Sovereign Camp, W. O. W. v. Hutchinson

114 So. 684 | Ala. | 1927

Action on a policy (certificate) of life insurance issued by a fraternal benefit association. Insured died of a mediastinal (relating to the space in the chest between the pleural sacs of the lungs) cancer about three months after he applied for insurance. The defense was based upon alleged breaches of warranty to the effect that at the time of the delivery of the policy insured was in good health and had not suffered from cancer or other disease or ailment tending to shorten life, and that he had fraudulently misrepresented certain facts — to speak generally — concerning the history of his health.

Plaintiff was the beneficiary named in the policy in suit and was the surviving wife of the insured. There was no error in overruling defendant's offer to show that, after the death of insured, defendant offered to return to plaintiff the money (sic) which insured had paid to defendant in the way of premiums. No plea raised any question of the sort intimated by the evidence offered, nor could the matter inquired about have been material in the cause unless the offer to return had been accepted by plaintiff. But it was not shown nor offered to be shown that plaintiff had accepted the money. The form of the question implied that she had not accepted.

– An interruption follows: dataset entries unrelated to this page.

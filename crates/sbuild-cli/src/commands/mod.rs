mod create;
mod inspect;
mod sections;

pub use create::{CreateArgs, create};
pub use inspect::{resolve, rootfs};
pub use sections::{plan, should_run};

Nor did the court err in sustaining plaintiff's objection to defendant's question to the witness Peeden as to whether defendant issued the policy in suit on the application of insured which was put in evidence. Peeden was clerk of the local camp of the Woodmen of the World, the insurer, which had its general office, where such matters were finally determined, in the state of Nebraska. It did not appear that the witness had knowledge at first hand. However, the application was in evidence, nor can there be any doubt upon the record that it was the application on which the policy was issued. All parties so treated it.

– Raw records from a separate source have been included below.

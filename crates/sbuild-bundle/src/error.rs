use std::path::PathBuf;

#[derive(Debug, thiserror::Error)]
pub enum BundleError {
    #[error("failed to create staging directory under {temp_root}")]
    Allocation {
        temp_root: PathBuf,
        source: std::io::Error,
    },

    #[error("failed to create directory {path} for filesystem object '{label}'")]
    DirectoryCreation {
        label: String,
        path: PathBuf,
        source: std::io::Error,
    },

    #[error("filesystem object '{label}' is not registered in the bundle")]
    UnresolvedLabel { label: String },

    #[error("invalid path {path:?} for filesystem object '{label}': {reason}")]
    InvalidRelativePath {
        label: String,
        path: PathBuf,
        reason: &'static str,
    },

    #[error("failed to encode bundle descriptor")]
    Encode { source: serde_json::Error },

    #[error("failed to decode bundle descriptor")]
    Decode { source: serde_json::Error },

    #[error("failed to write bundle descriptor to {path}")]
    Persist {
        path: PathBuf,
        source: std::io::Error,
    },

    #[error("failed to read bundle descriptor from {path}")]
    Read {
        path: PathBuf,
        source: std::io::Error,
    },
}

Nor was there error in sustaining plaintiff's objection to defendant's question, referring, of course, to insured and the time of the issue of the policy, "Was he in good health at that time?" That would seem to call for the opinion of an expert. The witness was not an expert. Had the question asked for theappearance of the insured, no doubt the ruling would have been different. Am. Nat. Ins. Co. v. Rains, 215 Ala. 378,110 So. 606.

It was immaterial whether the local clerk relied on insured's warranty as to health. That was the business of the home office; and the answer to the question designed to elicit the reliance of the witness, would, at least, have shown merely the undisclosed *73 state of the witness' mind — incompetent under long-established rulings of this court. Western Union v. Cleveland, 169 Ala. 131, 53 So. 80, Ann. Cas. 1912B, 534, where many of the cases are noted.

What has been said will suffice to sustain the trial court's ruling against defendant's question to Peeden, "He was sick with the same disease he had on February 1st?" a date prior to the application for a policy.

There was no error in ruling against defendant's question to Dr. Wilson as to whether his previous affidavit was true. There was no purpose to impeach the witness, who had been called by defendant and was testifying in agreement with the affidavit. There was no question as to the previous proper use of the affidavit, nor was the anticipated statement of the witness at the trial otherwise competent.

It was within the judicial discretion, after the parties had introduced their evidence, to deny the right to file further pleas. Mass. Mut. Life Ins. Co. v. Crenshaw, 195 Ala. 267,70 So. 768; Jones v. Ritter, 56 Ala. 270; Craig v. Pierson Lbr. Co., 179 Ala. 535, 60 So. 838. As said in the last-cited case:

"This discretion should be liberally exercised for the promotion of right and justice, but the action of the trial court" — we think we may properly interpolate, in the absence of a showing of abuse (not shown in this case) — "is not revisable on appeal."

So, likewise, there was no reversible error in denying to defendant the opportunity to write an explanatory charge after the jury had retired.

Appellant urges that the general charge requested by it should have been given. The entire record has been considered with due care. The questions at issue between the parties were, very clearly, as we think, related to matters in dispute in the evidence, and this charge was properly refused.

The judgment must be affirmed.

ANDERSON, C. J., and GARDNER and BOULDIN, JJ., concur.